We use CMake to build our LCFG packages, as documented at LCFG Build Tools. The CMake configuration for a package is held in its CMakeLists.txt
file. This mostly just pulls in our standard LCFG build environment:
include(lcfg.cmake)
but it can also be used to tweak or add things to the CMake configuration. A package which uses the Tcl scripting language would use CMakeLists.txt
to pull in some Tcl configuration:
include(FindTCL)
This is the standard way of asking CMake to deduce where various Tcl bits and pieces are and fill in correct values for Tcl-related CMake variables.
We’ve found that it’s filling in the wrong value for the @TCL_TCLSH@ variable. On SL7 this should evaluate to /usr/bin/tclsh
, but it actually evaluates to /bin/tclsh
.
For a user or for a script this isn’t really a problem, because /bin
on SL7 is a symbolic link to /usr/bin
, so either path will find tclsh
.
However for an RPM package to be built with a requirement for /bin/tclsh
certainly is a problem, because such a requirement is unfulfillable. The tcl
package provides /usr/bin/tclsh
, and no package at all provides /bin/tclsh
, so the package building software doesn’t have any way of figuring out how to fulfil the requirement for /bin/tclsh
. All it knows is that it doesn’t know of a package which provides /bin/tclsh
– so when we try to install a package which requires Tcl, the unfulfilled requirement is flagged as an error.

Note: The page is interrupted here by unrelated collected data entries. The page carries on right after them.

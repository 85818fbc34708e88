//! Node Metadata - provider-neutral view of a compute instance

use serde::{Deserialize, Serialize};
use std::collections::BTreeSet;
use std::sync::Arc;

/// Normalized node status
#[derive(Debug, Clone, Copy, PartialEq, Eq, Hash, PartialOrd, Ord, Serialize, Deserialize)]
#[serde(rename_all = "lowercase")]
pub enum NodeStatus {
    Pending,
    Running,
    Suspended,
    Terminated,
    Error,
    Unrecognized,
}

impl std::fmt::Display for NodeStatus {
    fn fmt(&self, f: &mut std::fmt::Formatter<'_>) -> std::fmt::Result {
        match self {
            NodeStatus::Pending => write!(f, "pending"),
            NodeStatus::Running => write!(f, "running"),
            NodeStatus::Suspended => write!(f, "suspended"),
            NodeStatus::Terminated => write!(f, "terminated"),
            NodeStatus::Error => write!(f, "error"),
            NodeStatus::Unrecognized => write!(f, "unrecognized"),
        }
    }
}

impl std::str::FromStr for NodeStatus {
    type Err = String;

    fn from_str(s: &str) -> Result<Self, Self::Err> {
        match s.to_lowercase().as_str() {
            "pending" => Ok(NodeStatus::Pending),
            "running" => Ok(NodeStatus::Running),
            "suspended" => Ok(NodeStatus::Suspended),
            "terminated" => Ok(NodeStatus::Terminated),
            "error" => Ok(NodeStatus::Error),
            "unrecognized" => Ok(NodeStatus::Unrecognized),
            other => Err(format!("unknown node status: {}", other)),
        }
    }
}

/// Snapshot of the provider-native record a node was derived from.
///
/// Diagnostics only; never part of node equality.
pub type BackendRecord = Arc<serde_json::Value>;

/// Provider-neutral description of a compute instance
#[derive(Debug, Clone, Serialize, Deserialize)]
pub struct NodeMetadata {
    /// Encoded handle (`region/local-id`)
    pub id: String,
    /// Provider id (e.g. `aws-ec2`)
    pub provider: String,
    /// Human readable name, when the provider has one
    pub name: Option<String>,
    pub status: NodeStatus,
    /// Region or zone
    pub location: Option<String>,
    /// Public and private addresses
    pub addresses: BTreeSet<String>,
    #[serde(default, skip_serializing_if = "Option::is_none")]
    pub backend: Option<BackendRecord>,
}

impl NodeMetadata {
    /// `id` is an encoded handle, see [`encode_handle`](crate::domain::handle::encode_handle)
    pub fn new(id: impl Into<String>, provider: impl Into<String>, status: NodeStatus) -> Self {
        Self {
            id: id.into(),
            provider: provider.into(),
            name: None,
            status,
            location: None,
            addresses: BTreeSet::new(),
            backend: None,
        }
    }

    pub fn with_name(mut self, name: impl Into<String>) -> Self {
        self.name = Some(name.into());
        self
    }

    pub fn with_location(mut self, location: impl Into<String>) -> Self {
        self.location = Some(location.into());
        self
    }

    /// Add addresses, skipping empty strings
    pub fn with_addresses<I, S>(mut self, addresses: I) -> Self
    where
        I: IntoIterator<Item = S>,
        S: Into<String>,
    {
        self.addresses.extend(
            addresses
                .into_iter()
                .map(Into::into)
                .filter(|a: &String| !a.is_empty()),
        );
        self
    }

    /// Attach a serializable snapshot of the native record
    pub fn with_backend<T: Serialize>(mut self, record: &T) -> Self {
        self.backend = serde_json::to_value(record).ok().map(Arc::new);
        self
    }

    pub fn is_running(&self) -> bool {
        self.status == NodeStatus::Running
    }
}

impl PartialEq for NodeMetadata {
    fn eq(&self, other: &Self) -> bool {
        self.id == other.id
            && self.provider == other.provider
            && self.name == other.name
            && self.status == other.status
            && self.location == other.location
            && self.addresses == other.addresses
    }
}

impl Eq for NodeMetadata {}

#[cfg(test)]
mod tests {
    use super::*;
    use crate::domain::handle::encode_handle;

    fn handle() -> String {
        encode_handle("us-east-1", "i-1")
    }

    #[test]
    fn test_status_display_and_parse() {
        assert_eq!(format!("{}", NodeStatus::Running), "running");
        assert_eq!(format!("{}", NodeStatus::Unrecognized), "unrecognized");
        assert_eq!("SUSPENDED".parse::<NodeStatus>(), Ok(NodeStatus::Suspended));
        assert!("hibernating".parse::<NodeStatus>().is_err());
    }

    #[test]
    fn test_equality_ignores_backend() {
        let plain = NodeMetadata::new(handle(), "aws-ec2", NodeStatus::Running)
            .with_addresses(["10.0.0.1", "54.1.2.3"]);
        let with_backend = plain
            .clone()
            .with_backend(&serde_json::json!({ "instanceId": "i-1" }));

        assert!(with_backend.backend.is_some());
        assert_eq!(plain, with_backend);
    }

    #[test]
    fn test_addresses_are_order_irrelevant() {
        let a = NodeMetadata::new(handle(), "aws-ec2", NodeStatus::Running)
            .with_addresses(["10.0.0.1", "54.1.2.3", ""]);
        let b = NodeMetadata::new(handle(), "aws-ec2", NodeStatus::Running)
            .with_addresses(["54.1.2.3", "10.0.0.1"]);

        assert_eq!(a, b);
        assert_eq!(a.addresses.len(), 2);
    }

    #[test]
    fn test_serialized_status_is_lowercase() {
        let node = NodeMetadata::new(handle(), "gogrid", NodeStatus::Suspended);
        let json = serde_json::to_value(&node).unwrap();
        assert_eq!(json["status"], "suspended");
        assert_eq!(json["id"], "us-east-1/i-1");
        assert!(json.get("backend").is_none());
    }
}
//! Recording provider stub shared by strategy tests

use crate::domain::handle::encode_handle;
use crate::domain::node::{NodeMetadata, NodeStatus};
use crate::domain::ports::{ComputeApi, NodeNormalizer};
use crate::error::{Error, RejectionKind, Result};
use async_trait::async_trait;
use parking_lot::Mutex;
use std::sync::Arc;

#[derive(Debug, Clone, PartialEq, Eq)]
pub struct StubRecord {
    pub region: String,
    pub id: String,
    pub state: String,
}

#[derive(Debug, Clone, PartialEq, Eq)]
pub enum Call {
    List(String),
    Describe(String, String),
    Stop {
        region: String,
        id: String,
        preserve_state: bool,
    },
    Start(String, String),
    Resume(String, String),
    Reboot(String, String),
    Terminate(String, String),
}

pub struct StubApi {
    regions: Vec<String>,
    records: Mutex<Vec<StubRecord>>,
    calls: Mutex<Vec<Call>>,
    list_failure: Mutex<Option<Error>>,
    stop_state: String,
    vanish_after_mutation: bool,
}

impl StubApi {
    pub fn new(regions: &[&str]) -> Self {
        Self {
            regions: regions.iter().map(|r| r.to_string()).collect(),
            records: Mutex::new(Vec::new()),
            calls: Mutex::new(Vec::new()),
            list_failure: Mutex::new(None),
            stop_state: "stopped".to_string(),
            vanish_after_mutation: false,
        }
    }

    pub fn with_node(self, region: &str, id: &str, state: &str) -> Self {
        self.records.lock().push(StubRecord {
            region: region.into(),
            id: id.into(),
            state: state.into(),
        });
        self
    }

    /// Next `list_instances` call fails with `err`
    pub fn failing_list(self, err: Error) -> Self {
        *self.list_failure.lock() = Some(err);
        self
    }

    /// State a stopped instance reports right after the call
    pub fn stop_state(mut self, state: &str) -> Self {
        self.stop_state = state.into();
        self
    }

    /// Delete the record as a side effect of any mutating call
    pub fn vanishing(mut self) -> Self {
        self.vanish_after_mutation = true;
        self
    }

    pub fn calls(&self) -> Vec<Call> {
        self.calls.lock().clone()
    }

    pub fn state_of(&self, region: &str, id: &str) -> Option<String> {
        self.records
            .lock()
            .iter()
            .find(|r| r.region == region && r.id == id)
            .map(|r| r.state.clone())
    }

    fn mutate(&self, operation: &str, region: &str, id: &str, state: Option<&str>) -> Result<()> {
        let mut records = self.records.lock();
        let pos = records
            .iter()
            .position(|r| r.region == region && r.id == id)
            .ok_or_else(|| {
                Error::rejected(
                    "stub",
                    operation,
                    RejectionKind::NotFound,
                    format!("instance {} not found in {}", id, region),
                )
            })?;

        match state {
            Some(state) if !self.vanish_after_mutation => records[pos].state = state.to_string(),
            _ => {
                records.remove(pos);
            }
        }
        Ok(())
    }
}

#[async_trait]
impl ComputeApi for StubApi {
    type Record = StubRecord;

    fn provider_id(&self) -> &str {
        "stub"
    }

    fn regions(&self) -> Vec<String> {
        self.regions.clone()
    }

    async fn list_instances(&self, region: &str) -> Result<Vec<StubRecord>> {
        self.calls.lock().push(Call::List(region.into()));
        if let Some(err) = self.list_failure.lock().take() {
            return Err(err);
        }
        Ok(self
            .records
            .lock()
            .iter()
            .filter(|r| r.region == region)
            .cloned()
            .collect())
    }

    async fn describe_instance(&self, region: &str, id: &str) -> Result<Option<StubRecord>> {
        self.calls.lock().push(Call::Describe(region.into(), id.into()));
        Ok(self
            .records
            .lock()
            .iter()
            .find(|r| r.region == region && r.id == id)
            .cloned())
    }

    async fn stop_instance(&self, region: &str, id: &str, preserve_state: bool) -> Result<()> {
        self.calls.lock().push(Call::Stop {
            region: region.into(),
            id: id.into(),
            preserve_state,
        });
        let state = self.stop_state.clone();
        self.mutate("stop_instance", region, id, Some(&state))
    }

    async fn start_instance(&self, region: &str, id: &str) -> Result<()> {
        self.calls.lock().push(Call::Start(region.into(), id.into()));
        self.mutate("start_instance", region, id, Some("running"))
    }

    async fn resume_instance(&self, region: &str, id: &str) -> Result<()> {
        self.calls.lock().push(Call::Resume(region.into(), id.into()));
        self.mutate("resume_instance", region, id, Some("running"))
    }

    async fn reboot_instance(&self, region: &str, id: &str) -> Result<()> {
        self.calls.lock().push(Call::Reboot(region.into(), id.into()));
        self.mutate("reboot_instance", region, id, Some("pending"))
    }

    async fn terminate_instance(&self, region: &str, id: &str) -> Result<()> {
        self.calls.lock().push(Call::Terminate(region.into(), id.into()));
        self.mutate("terminate_instance", region, id, None)
    }
}

fn record_to_node(record: &StubRecord) -> NodeMetadata {
    let status = match record.state.as_str() {
        "pending" | "stopping" => NodeStatus::Pending,
        "running" => NodeStatus::Running,
        "stopped" => NodeStatus::Suspended,
        "terminated" => NodeStatus::Terminated,
        _ => NodeStatus::Unrecognized,
    };
    NodeMetadata::new(encode_handle(&record.region, &record.id), "stub", status)
        .with_location(record.region.as_str())
}

pub fn stub_normalizer() -> Arc<dyn NodeNormalizer<StubRecord>> {
    Arc::new(record_to_node)
}
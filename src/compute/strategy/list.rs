//! List Nodes Strategy

use crate::domain::node::NodeMetadata;
use crate::domain::ports::{ComputeApi, ListNodesStrategy, NodeNormalizer};
use crate::error::Result;
use async_trait::async_trait;
use std::sync::Arc;
use tracing::debug;

/// Lists every instance in every region in scope, normalized.
///
/// Regions are visited in the order the client reports them and records keep
/// the provider's listing order.
pub struct ListNodes<A: ComputeApi> {
    api: Arc<A>,
    normalizer: Arc<dyn NodeNormalizer<A::Record>>,
}

impl<A: ComputeApi> ListNodes<A> {
    pub fn new(api: Arc<A>, normalizer: Arc<dyn NodeNormalizer<A::Record>>) -> Self {
        Self { api, normalizer }
    }
}

#[async_trait]
impl<A: ComputeApi + 'static> ListNodesStrategy for ListNodes<A> {
    async fn list_nodes(&self) -> Result<Vec<NodeMetadata>> {
        let mut nodes = Vec::new();

        for region in self.api.regions() {
            debug!(provider = self.api.provider_id(), %region, "listing instances");
            let records = self.api.list_instances(&region).await?;
            nodes.extend(records.iter().map(|r| self.normalizer.to_node_metadata(r)));
        }

        Ok(nodes)
    }
}

#[cfg(test)]
mod tests {
    use super::*;
    use crate::compute::stub::{stub_normalizer, Call, StubApi};
    use crate::domain::node::NodeStatus;
    use crate::domain::predicate::NodePredicate;
    use crate::error::{Error, RejectionKind};
    use assert_matches::assert_matches;

    fn strategy(api: Arc<StubApi>) -> ListNodes<StubApi> {
        ListNodes::new(api, stub_normalizer())
    }

    #[tokio::test]
    async fn test_list_all_normalizes_every_record() {
        let api = Arc::new(
            StubApi::new(&["us-east-1"])
                .with_node("us-east-1", "i-1", "running")
                .with_node("us-east-1", "i-2", "stopped"),
        );

        let nodes = strategy(api.clone()).list_nodes().await.unwrap();

        assert_eq!(nodes.len(), 2);
        assert_eq!(nodes[0].id, "us-east-1/i-1");
        assert_eq!(nodes[0].status, NodeStatus::Running);
        assert_eq!(nodes[1].status, NodeStatus::Suspended);
        assert_eq!(api.calls(), vec![Call::List("us-east-1".into())]);
    }

    #[tokio::test]
    async fn test_list_matching_running() {
        let api = Arc::new(
            StubApi::new(&["us-east-1"])
                .with_node("us-east-1", "i-1", "running")
                .with_node("us-east-1", "i-2", "stopped"),
        );

        let nodes = strategy(api)
            .list_nodes_matching(&NodePredicate::running())
            .await
            .unwrap();

        assert_eq!(nodes.len(), 1);
        assert_eq!(nodes[0].id, "us-east-1/i-1");
        assert_eq!(nodes[0].status, NodeStatus::Running);
    }

    #[tokio::test]
    async fn test_list_matching_is_ordered_subset() {
        let api = Arc::new(
            StubApi::new(&["us-east-1", "eu-west-1"])
                .with_node("us-east-1", "i-9", "running")
                .with_node("eu-west-1", "i-3", "running")
                .with_node("us-east-1", "i-1", "stopped")
                .with_node("us-east-1", "i-5", "running")
                .with_node("eu-west-1", "i-7", "martian"),
        );
        let list = strategy(api);

        let all = list.list_nodes().await.unwrap();
        let filter =
            NodePredicate::running().or(NodePredicate::with_status(NodeStatus::Unrecognized));
        let matching = list.list_nodes_matching(&filter).await.unwrap();

        let expected: Vec<_> = all.into_iter().filter(|n| filter.matches(n)).collect();
        assert_eq!(matching, expected);
        let ids: Vec<_> = matching.iter().map(|n| n.id.as_str()).collect();
        assert_eq!(
            ids,
            vec!["us-east-1/i-9", "us-east-1/i-5", "eu-west-1/i-3", "eu-west-1/i-7"]
        );
    }

    #[tokio::test]
    async fn test_list_failure_propagates() {
        let api = Arc::new(
            StubApi::new(&["us-east-1"])
                .with_node("us-east-1", "i-1", "running")
                .failing_list(Error::Transport {
                    provider: "stub".into(),
                    message: "rate limited".into(),
                }),
        );

        let result = strategy(api.clone()).list_nodes().await;
        assert_matches!(result, Err(Error::Transport { message, .. }) if message == "rate limited");
        assert_eq!(api.calls().len(), 1);

        let api = Arc::new(StubApi::new(&["us-east-1"]).failing_list(Error::rejected(
            "stub",
            "list_instances",
            RejectionKind::PermissionDenied,
            "AuthFailure",
        )));
        assert_matches!(
            strategy(api).list_nodes().await,
            Err(Error::ProviderRejected {
                kind: RejectionKind::PermissionDenied,
                ..
            })
        );
    }
}
//! Unified Compute - Provider-Agnostic Node Lifecycle
//!
//! One lifecycle vocabulary (list, inspect, suspend, resume, start, stop,
//! reboot, destroy) over heterogeneous compute providers. Each provider
//! contributes a client and a normalizer; the strategies are written once.
//!
//! # Architecture
//!
//! ```text
//! ┌─────────────────────────────────────────────────────────────────────────────┐
//! │                       REST API (axum) + Prometheus                          │
//! ├─────────────────────────────────────────────────────────────────────────────┤
//! │                    Profile Registry (name → strategy)                       │
//! ├─────────────────────────────────────────────────────────────────────────────┤
//! │                          Compute Service                                    │
//! │  ┌────────────┐  ┌────────────┐  ┌────────────┐  ┌───────────────────────┐  │
//! │  │   List     │  │  Get Node  │  │  Suspend   │  │ Resume/Start/Stop/    │  │
//! │  │   Nodes    │  │  Metadata  │  │  Node      │  │ Reboot/Destroy        │  │
//! │  └─────┬──────┘  └─────┬──────┘  └─────┬──────┘  └──────────┬────────────┘  │
//! │        └───────────────┴───────┬───────┴────────────────────┘               │
//! │                    ComputeApi + NodeNormalizer                              │
//! ├─────────────────────────────────────────────────────────────────────────────┤
//! │                           Provider Clients                                  │
//! │  ┌─────────────────────┐  ┌─────────────────────┐  ┌─────────────────────┐  │
//! │  │      AWS EC2        │  │       GoGrid        │  │   VMware vCloud     │  │
//! │  │     (regions)       │  │   (datacenters)     │  │       (VDCs)        │  │
//! │  └─────────────────────┘  └─────────────────────┘  └─────────────────────┘  │
//! └─────────────────────────────────────────────────────────────────────────────┘
//! ```
//!
//! # Modules
//!
//! - [`api`]: REST API, server and metrics
//! - [`compute`]: Lifecycle strategies, compute service, profile registry
//! - [`config`]: YAML profile configuration
//! - [`domain`]: Handles, node metadata, predicates and ports
//! - [`providers`]: EC2, GoGrid and vCloud clients plus provider metadata
//! - [`error`]: Error types and handling

pub mod api;
pub mod compute;
pub mod config;
pub mod domain;
pub mod error;
pub mod providers;

// Re-export commonly used types
pub use api::{ApiMetrics, ApiServer, ApiServerConfig, RestRouter};

pub use compute::{ComputeService, ProfileRegistry, RegisteredProfile};

pub use config::{ComputeConfig, ProfileConfig, SeedNode};

pub use domain::handle::{decode_handle, encode_handle, Handle};
pub use domain::node::{NodeMetadata, NodeStatus};
pub use domain::ports::{
    ComputeApi, NodeLifecycleStrategy, NodeLifecycleStrategyRef, NodeNormalizer, SuspendOptions,
};
pub use domain::predicate::NodePredicate;

pub use error::{Error, ErrorAction, RejectionKind, Result};

pub use providers::{ProviderCatalog, ProviderFactory, ProviderKind, ProviderMetadata, ProviderType};

/// Crate version
pub const VERSION: &str = env!("CARGO_PKG_VERSION");

/// Crate name
pub const NAME: &str = env!("CARGO_PKG_NAME");
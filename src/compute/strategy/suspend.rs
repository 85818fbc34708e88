//! Suspend Node Strategy
//!
//! Stops a node, asking the provider to keep its state when
//! [`SuspendOptions::preserve_state`] is set, and returns the metadata the
//! provider reports right after accepting the call. The strategy does not
//! wait for the node to settle.

use super::refetch;
use crate::domain::handle::decode_handle;
use crate::domain::node::NodeMetadata;
use crate::domain::ports::{
    ComputeApi, GetNodeMetadataStrategyRef, SuspendNodeStrategy, SuspendOptions,
};
use crate::error::Result;
use async_trait::async_trait;
use std::sync::Arc;
use tracing::debug;

pub struct SuspendNode<A: ComputeApi> {
    api: Arc<A>,
    get_node: GetNodeMetadataStrategyRef,
    options: SuspendOptions,
}

impl<A: ComputeApi> SuspendNode<A> {
    pub fn new(api: Arc<A>, get_node: GetNodeMetadataStrategyRef, options: SuspendOptions) -> Self {
        Self {
            api,
            get_node,
            options,
        }
    }

    pub fn options(&self) -> SuspendOptions {
        self.options
    }
}

#[async_trait]
impl<A: ComputeApi + 'static> SuspendNodeStrategy for SuspendNode<A> {
    async fn suspend_node(&self, id: &str) -> Result<NodeMetadata> {
        let handle = decode_handle(id)?;
        debug!(
            provider = self.api.provider_id(),
            %handle,
            preserve_state = self.options.preserve_state,
            "suspending node"
        );

        self.api
            .stop_instance(handle.region(), handle.local_id(), self.options.preserve_state)
            .await?;

        refetch(self.get_node.as_ref(), self.api.provider_id(), id, "suspend").await
    }
}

I haven’t found a fix for this, but here’s a workaround: simply edit CMakeLists.txt
to set the variable to its correct value:
set(TCL_TCLSH "/usr/bin/tclsh") include(lcfg.cmake)
Whether include(FindTCL)
is then left in or removed, the @TCL_TCLSH@ variable is correctly expanded to /usr/bin/tclsh
, and the bogus requirement for /bin/tclsh
disappears; so the resulting package is installable on SL7.